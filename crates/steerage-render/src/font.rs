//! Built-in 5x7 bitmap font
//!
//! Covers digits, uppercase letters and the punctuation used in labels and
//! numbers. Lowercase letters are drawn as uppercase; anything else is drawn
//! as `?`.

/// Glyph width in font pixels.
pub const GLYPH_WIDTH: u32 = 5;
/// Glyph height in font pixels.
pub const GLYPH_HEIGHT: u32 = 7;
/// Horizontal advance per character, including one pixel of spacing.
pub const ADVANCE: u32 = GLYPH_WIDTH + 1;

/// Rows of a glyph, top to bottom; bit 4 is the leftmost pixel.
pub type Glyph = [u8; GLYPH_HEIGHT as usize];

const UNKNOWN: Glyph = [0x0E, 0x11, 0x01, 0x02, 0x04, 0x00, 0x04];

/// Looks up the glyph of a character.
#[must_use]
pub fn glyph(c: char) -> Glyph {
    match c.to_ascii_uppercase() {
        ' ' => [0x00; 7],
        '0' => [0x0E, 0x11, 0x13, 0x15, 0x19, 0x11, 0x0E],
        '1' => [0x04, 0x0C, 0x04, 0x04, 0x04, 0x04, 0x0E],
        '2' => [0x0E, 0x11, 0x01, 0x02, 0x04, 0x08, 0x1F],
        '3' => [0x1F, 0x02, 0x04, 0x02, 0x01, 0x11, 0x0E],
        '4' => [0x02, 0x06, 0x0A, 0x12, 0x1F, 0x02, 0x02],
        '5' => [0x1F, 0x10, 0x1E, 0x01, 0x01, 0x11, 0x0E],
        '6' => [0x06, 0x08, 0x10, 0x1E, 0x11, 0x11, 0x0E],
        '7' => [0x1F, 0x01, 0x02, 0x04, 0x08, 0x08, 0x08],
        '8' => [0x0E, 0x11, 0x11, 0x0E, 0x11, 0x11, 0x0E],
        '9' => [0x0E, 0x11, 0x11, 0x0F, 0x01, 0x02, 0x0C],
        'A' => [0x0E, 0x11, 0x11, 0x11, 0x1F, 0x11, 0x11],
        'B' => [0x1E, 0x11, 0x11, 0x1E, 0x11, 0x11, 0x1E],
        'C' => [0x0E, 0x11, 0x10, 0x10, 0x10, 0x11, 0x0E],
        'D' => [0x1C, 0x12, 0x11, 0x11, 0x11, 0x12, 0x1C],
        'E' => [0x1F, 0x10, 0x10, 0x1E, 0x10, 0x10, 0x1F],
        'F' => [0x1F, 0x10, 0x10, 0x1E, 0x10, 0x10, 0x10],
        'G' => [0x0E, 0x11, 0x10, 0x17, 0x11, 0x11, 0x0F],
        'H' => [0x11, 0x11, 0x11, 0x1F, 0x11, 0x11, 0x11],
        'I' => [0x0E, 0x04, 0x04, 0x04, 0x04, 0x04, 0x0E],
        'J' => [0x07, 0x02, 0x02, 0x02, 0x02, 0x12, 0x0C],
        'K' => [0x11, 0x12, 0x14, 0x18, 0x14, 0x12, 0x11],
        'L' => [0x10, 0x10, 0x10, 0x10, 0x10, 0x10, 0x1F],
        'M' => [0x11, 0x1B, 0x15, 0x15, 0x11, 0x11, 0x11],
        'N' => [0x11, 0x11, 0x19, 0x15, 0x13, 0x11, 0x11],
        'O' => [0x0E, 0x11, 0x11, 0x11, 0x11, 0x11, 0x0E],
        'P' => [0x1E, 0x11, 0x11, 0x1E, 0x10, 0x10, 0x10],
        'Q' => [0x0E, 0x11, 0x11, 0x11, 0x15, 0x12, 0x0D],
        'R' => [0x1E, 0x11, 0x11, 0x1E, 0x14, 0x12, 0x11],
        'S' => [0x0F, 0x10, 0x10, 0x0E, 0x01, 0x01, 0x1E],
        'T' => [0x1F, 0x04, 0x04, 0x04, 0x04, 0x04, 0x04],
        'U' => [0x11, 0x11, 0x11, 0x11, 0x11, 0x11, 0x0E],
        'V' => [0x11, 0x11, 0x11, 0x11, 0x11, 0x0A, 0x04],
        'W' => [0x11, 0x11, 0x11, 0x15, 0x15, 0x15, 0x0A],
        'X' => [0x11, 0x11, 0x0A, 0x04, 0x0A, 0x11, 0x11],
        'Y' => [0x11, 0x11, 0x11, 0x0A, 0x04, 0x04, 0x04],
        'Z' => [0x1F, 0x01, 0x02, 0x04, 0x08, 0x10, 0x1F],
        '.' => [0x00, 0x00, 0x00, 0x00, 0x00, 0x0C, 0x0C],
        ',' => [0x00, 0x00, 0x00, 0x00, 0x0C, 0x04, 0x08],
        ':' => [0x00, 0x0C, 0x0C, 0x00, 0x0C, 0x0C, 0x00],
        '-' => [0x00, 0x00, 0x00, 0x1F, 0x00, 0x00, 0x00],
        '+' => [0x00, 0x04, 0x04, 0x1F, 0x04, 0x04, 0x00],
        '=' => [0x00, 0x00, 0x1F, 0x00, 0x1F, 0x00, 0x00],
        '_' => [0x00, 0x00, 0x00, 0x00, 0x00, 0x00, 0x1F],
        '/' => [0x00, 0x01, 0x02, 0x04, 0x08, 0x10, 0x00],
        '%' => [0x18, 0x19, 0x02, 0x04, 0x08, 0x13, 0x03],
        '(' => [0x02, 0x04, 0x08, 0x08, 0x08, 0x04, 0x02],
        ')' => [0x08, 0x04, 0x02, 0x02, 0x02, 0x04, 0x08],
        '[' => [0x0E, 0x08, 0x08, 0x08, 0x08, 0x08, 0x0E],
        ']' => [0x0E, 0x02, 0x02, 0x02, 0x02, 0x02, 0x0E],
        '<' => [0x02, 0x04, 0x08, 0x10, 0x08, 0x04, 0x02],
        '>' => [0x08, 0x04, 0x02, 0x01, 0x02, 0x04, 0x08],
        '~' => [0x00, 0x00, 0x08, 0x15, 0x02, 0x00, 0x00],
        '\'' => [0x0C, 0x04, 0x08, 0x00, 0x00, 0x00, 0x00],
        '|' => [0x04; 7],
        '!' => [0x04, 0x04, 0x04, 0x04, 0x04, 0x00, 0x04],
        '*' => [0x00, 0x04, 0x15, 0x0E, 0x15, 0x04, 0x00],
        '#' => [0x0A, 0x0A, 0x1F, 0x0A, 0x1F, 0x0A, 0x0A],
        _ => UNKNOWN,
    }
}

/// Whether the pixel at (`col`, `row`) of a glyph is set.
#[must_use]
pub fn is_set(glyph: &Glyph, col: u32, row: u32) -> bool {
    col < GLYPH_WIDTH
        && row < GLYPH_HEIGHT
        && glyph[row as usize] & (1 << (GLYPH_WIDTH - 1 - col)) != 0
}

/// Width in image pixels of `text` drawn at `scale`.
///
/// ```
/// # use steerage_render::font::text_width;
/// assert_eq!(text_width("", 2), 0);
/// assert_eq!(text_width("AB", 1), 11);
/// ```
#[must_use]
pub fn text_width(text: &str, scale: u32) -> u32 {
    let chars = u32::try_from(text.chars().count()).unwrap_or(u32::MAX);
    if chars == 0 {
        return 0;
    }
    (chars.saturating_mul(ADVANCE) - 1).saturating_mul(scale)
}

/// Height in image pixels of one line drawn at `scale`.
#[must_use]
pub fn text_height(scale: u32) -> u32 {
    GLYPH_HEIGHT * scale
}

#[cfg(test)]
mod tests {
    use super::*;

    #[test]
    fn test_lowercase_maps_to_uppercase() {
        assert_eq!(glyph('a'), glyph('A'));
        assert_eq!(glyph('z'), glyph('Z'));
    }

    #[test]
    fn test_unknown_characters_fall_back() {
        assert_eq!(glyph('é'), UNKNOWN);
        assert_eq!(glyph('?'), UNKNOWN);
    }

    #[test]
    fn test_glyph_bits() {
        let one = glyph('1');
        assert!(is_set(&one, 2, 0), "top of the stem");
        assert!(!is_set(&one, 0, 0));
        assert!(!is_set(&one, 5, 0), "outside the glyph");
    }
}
________________
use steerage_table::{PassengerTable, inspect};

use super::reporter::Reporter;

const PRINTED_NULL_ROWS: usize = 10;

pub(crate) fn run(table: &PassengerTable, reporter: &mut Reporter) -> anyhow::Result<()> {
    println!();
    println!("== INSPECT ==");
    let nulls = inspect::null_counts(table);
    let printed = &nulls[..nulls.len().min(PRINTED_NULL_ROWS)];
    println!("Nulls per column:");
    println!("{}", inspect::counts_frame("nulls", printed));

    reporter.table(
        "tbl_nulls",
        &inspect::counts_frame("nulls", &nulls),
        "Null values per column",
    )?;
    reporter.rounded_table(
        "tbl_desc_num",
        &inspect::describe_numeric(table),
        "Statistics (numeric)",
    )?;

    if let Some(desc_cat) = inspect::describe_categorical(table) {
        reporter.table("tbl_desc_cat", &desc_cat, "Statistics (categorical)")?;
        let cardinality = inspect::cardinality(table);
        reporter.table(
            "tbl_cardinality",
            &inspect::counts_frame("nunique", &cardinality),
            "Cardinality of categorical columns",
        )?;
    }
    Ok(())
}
________________
◆ Exercise instructions
Your answer should consist of the lines from the material that contain "reporter".

◆ Solution for this exercise
use super::reporter::Reporter;
pub(crate) fn run(table: &PassengerTable, reporter: &mut Reporter) -> anyhow::Result<()> {
    reporter.table(
    reporter.rounded_table(
        reporter.table("tbl_desc_cat", &desc_cat, "Statistics (categorical)")?;
        reporter.table(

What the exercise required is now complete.